Identification of extracellular vesicle microRNA signatures specifically linked to inflammatory and metabolic mechanisms in obesity-associated low type-2 asthma

Abstract

Rationale and Objective: Plasma extracellular vesicles (EVs) represent a vital source of molecular information about health and disease states. Due to their heterogenous cellular sources, EVs and their cargo may predict specific pathomechanisms behind disease phenotypes. Here we aimed to utilize EV microRNA (miRNA) signatures to gain new insights into underlying molecular mechanisms of obesity-associated low type-2 asthma. Methods: Obese low type-2 asthma (OA) and non-obese low type-2 asthma (NOA) patients were selected from an asthma cohort conjointly with healthy controls. Plasma EVs were isolated and characterised by nanoparticle tracking analysis. EV-associated small RNAs were extracted, sequenced and bioinformatically analysed.

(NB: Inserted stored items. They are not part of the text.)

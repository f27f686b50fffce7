//! User-facing notification descriptors derived from normalized errors.
//!
//! The crate never renders anything; it only derives a transient
//! descriptor that a notification surface (toast stack, banner, ...)
//! knows how to display.

use std::fmt;
use std::time::Duration;

use serde::{Deserialize, Serialize};
use uuid::Uuid;

use super::error::{ErrorKind, Severity, StandardError};

/// Auto-dismiss duration for non-persistent notifications.
pub const DEFAULT_NOTIFICATION_DURATION: Duration = Duration::from_secs(5);

/// Unique identifier for a notification.
#[derive(Debug, Clone, Copy, PartialEq, Eq, Hash, Serialize, Deserialize)]
#[serde(transparent)]
pub struct NotificationId(Uuid);

impl NotificationId {
    /// Creates a new random NotificationId.
    pub fn new() -> Self {
        Self(Uuid::new_v4())
    }

    /// Returns the inner UUID.
    pub fn as_uuid(&self) -> &Uuid {
        &self.0
    }
}

impl Default for NotificationId {
    fn default() -> Self {
        Self::new()
    }
}

impl fmt::Display for NotificationId {
    fn fmt(&self, f: &mut fmt::Formatter<'_>) -> fmt::Result {
        write!(f, "{}", self.0)
    }
}

/// Visual treatment of a notification.
#[derive(Debug, Clone, Copy, PartialEq, Eq, Serialize, Deserialize)]
#[serde(rename_all = "lowercase")]
pub enum NotificationKind {
    Error,
    Warning,
    Info,
}

/// Affordance offered on a notification.
#[derive(Debug, Clone, Copy, PartialEq, Eq, Serialize, Deserialize)]
#[serde(rename_all = "lowercase")]
pub enum NotificationAction {
    /// Re-attempt the failed operation.
    Retry,
    /// Dismiss the notification.
    Dismiss,
}

/// Transient, user-facing notification descriptor.
///
/// `duration = None` means the notification is persistent and must be
/// dismissed explicitly.
#[derive(Debug, Clone, Serialize, Deserialize)]
pub struct ErrorNotification {
    pub id: NotificationId,
    pub title: String,
    pub message: String,
    pub kind: NotificationKind,
    pub duration: Option<Duration>,
    pub dismissible: bool,
    pub actions: Vec<NotificationAction>,
}

impl ErrorNotification {
    /// Derives a notification from a normalized error.
    ///
    /// High and critical severities produce persistent notifications;
    /// everything else auto-dismisses after
    /// [`DEFAULT_NOTIFICATION_DURATION`]. Retryable errors carry a
    /// `Retry` action.
    pub fn from_error(error: &StandardError) -> Self {
        let duration = match error.severity {
            Severity::High | Severity::Critical => None,
            Severity::Low | Severity::Medium => Some(DEFAULT_NOTIFICATION_DURATION),
        };
        let kind = match error.severity {
            Severity::Low => NotificationKind::Warning,
            _ => NotificationKind::Error,
        };
        let mut actions = Vec::new();
        if error.retryable {
            actions.push(NotificationAction::Retry);
        }
        actions.push(NotificationAction::Dismiss);

        Self {
            id: NotificationId::new(),
            title: title_for(error.kind).to_string(),
            message: error.user_message.clone(),
            kind,
            duration,
            dismissible: true,
            actions,
        }
    }

    /// True when the notification never auto-dismisses.
    pub fn is_persistent(&self) -> bool {
        self.duration.is_none()
    }

    /// True when the notification offers a retry affordance.
    pub fn offers_retry(&self) -> bool {
        self.actions.contains(&NotificationAction::Retry)
    }
}

fn title_for(kind: ErrorKind) -> &'static str {
    match kind {
        ErrorKind::Component => "Something went wrong",
        ErrorKind::AsyncOperation => "Request failed",
        ErrorKind::Validation => "Check your input",
        ErrorKind::Unauthorized => "Sign in required",
        ErrorKind::RateLimitExceeded => "Too many requests",
        ErrorKind::Unknown => "Unexpected error",
    }
}
//! ErrorHandler - Per-consumer failure pipeline.
//!
//! One handler is constructed per consuming component. Every failure the
//! component sees goes through [`ErrorHandler::handle_error`], which
//! normalizes it, counts it, invokes the consumer callback, and emits
//! notification and report side effects as configured.
//!
//! The handler never panics and never propagates its own side-effect
//! failures: a broken callback, sink, or reporter cannot break the
//! component that owns the handler.

use std::panic::{catch_unwind, AssertUnwindSafe};
use std::sync::atomic::{AtomicU64, Ordering};
use std::sync::Arc;

use crate::domain::{normalize, ErrorContext, ErrorNotification, Failure, StandardError};
use crate::ports::{
    ErrorReport, ErrorReporter, NoOpErrorReporter, NoOpNotificationSink, NotificationSink,
};

/// Consumer callback invoked synchronously for every handled error.
pub type ErrorCallback = Box<dyn Fn(&StandardError) + Send + Sync>;

/// Options controlling a handler's side effects.
#[derive(Debug, Clone, Default)]
pub struct ErrorHandlerOptions {
    /// Emit a derived notification for every handled error.
    pub enable_notifications: bool,
    /// Forward a report descriptor for every handled error.
    pub enable_reporting: bool,
    /// Component name stamped onto every error's context.
    pub context: Option<String>,
    /// Feature name stamped onto every error's context.
    pub feature: Option<String>,
}

impl ErrorHandlerOptions {
    /// Options with notifications and reporting enabled.
    pub fn all_enabled(context: impl Into<String>) -> Self {
        Self {
            enable_notifications: true,
            enable_reporting: true,
            context: Some(context.into()),
            feature: None,
        }
    }
}

/// Per-consumer error handling unit.
pub struct ErrorHandler {
    options: ErrorHandlerOptions,
    error_count: AtomicU64,
    reporter: Arc<dyn ErrorReporter>,
    notifications: Arc<dyn NotificationSink>,
    on_error: Option<ErrorCallback>,
}

impl ErrorHandler {
    /// Creates a handler with no-op reporter and notification sink.
    pub fn new(options: ErrorHandlerOptions) -> Self {
        Self {
            options,
            error_count: AtomicU64::new(0),
            reporter: Arc::new(NoOpErrorReporter),
            notifications: Arc::new(NoOpNotificationSink),
            on_error: None,
        }
    }

    /// Sets the reporting client.
    pub fn with_reporter(mut self, reporter: Arc<dyn ErrorReporter>) -> Self {
        self.reporter = reporter;
        self
    }

    /// Sets the notification sink.
    pub fn with_notification_sink(mut self, sink: Arc<dyn NotificationSink>) -> Self {
        self.notifications = sink;
        self
    }

    /// Sets the consumer callback invoked for every handled error.
    pub fn with_on_error(mut self, callback: impl Fn(&StandardError) + Send + Sync + 'static) -> Self {
        self.on_error = Some(Box::new(callback));
        self
    }

    /// Normalizes a failure and runs the full side-effect pipeline.
    ///
    /// Returns the normalized error unconditionally: a failing callback,
    /// sink, or reporter is logged and swallowed.
    pub async fn handle_error(
        &self,
        failure: impl Into<Failure>,
        operation: Option<&str>,
    ) -> StandardError {
        let error = normalize(failure.into(), self.context_for(operation));
        self.error_count.fetch_add(1, Ordering::SeqCst);

        tracing::error!(
            error_id = %error.id,
            kind = %error.kind,
            code = %error.code,
            severity = %error.severity,
            component = self.options.context.as_deref().unwrap_or(""),
            operation = operation.unwrap_or(""),
            "{}",
            error.message,
        );

        if let Some(callback) = &self.on_error {
            // Isolation boundary: a panicking consumer callback must not
            // break the handler's never-fails guarantee.
            if catch_unwind(AssertUnwindSafe(|| callback(&error))).is_err() {
                tracing::warn!(error_id = %error.id, "error callback panicked; continuing");
            }
        }

        if self.options.enable_notifications {
            self.notifications.notify(ErrorNotification::from_error(&error));
        }

        if self.options.enable_reporting {
            self.send_report(ErrorReport::from_error(&error)).await;
        }

        error
    }

    /// Forwards a pre-classified failure straight to the reporting
    /// client, bypassing counting and notification bookkeeping.
    pub async fn report_error(&self, failure: impl Into<Failure>, operation: Option<&str>) {
        let error = normalize(failure.into(), self.context_for(operation));
        self.send_report(ErrorReport::from_error(&error)).await;
    }

    /// Resets the error counter. Already-emitted notifications and
    /// already-sent reports are unaffected.
    pub fn clear_errors(&self) {
        self.error_count.store(0, Ordering::SeqCst);
    }

    /// Number of errors handled since construction or the last
    /// [`clear_errors`](Self::clear_errors).
    pub fn error_count(&self) -> u64 {
        self.error_count.load(Ordering::SeqCst)
    }

    fn context_for(&self, operation: Option<&str>) -> ErrorContext {
        ErrorContext {
            component: self.options.context.clone(),
            operation: operation.map(str::to_string),
            feature: self.options.feature.clone(),
            extra: Default::default(),
        }
    }

    async fn send_report(&self, report: ErrorReport) {
        match self.reporter.report(report).await {
            Ok(id) => tracing::debug!(report_id = %id, "error report accepted"),
            Err(e) => tracing::warn!(error = %e, "error report failed; continuing"),
        }
    }
}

Results: Based on EV miRNA expression profiles, a clear distinction between the three study groups could be established using a principal component analysis. Integrative pathway analysis of potential target genes of the differentially expressed miRNAs revealed inflammatory cytokines (e.g., interleukin-6, transforming growth factor-beta, interferons) and metabolic factors (e.g., insulin, leptin) signalling pathways to be specifically associated with OA. The miR-17–92 and miR-106a–363 clusters were significantly enriched only in OA. These miRNA clusters exhibited discrete bivariate correlations with several key laboratory (e.g., C-reactive protein) and lung function parameters. Plasma EV miRNA signatures mirrored blood-derived CD4+ T-cell transcriptome data, but achieved an even higher sensitivity in identifying specifically affected biological pathways. Conclusion: The identified plasma EV miRNA signatures and particularly the miR-17–92 and -106a–363 clusters were capable to disentangle specific mechanisms of the obesity-associated low type-2 asthma phenotype, which may serve as basis for stratified treatment development.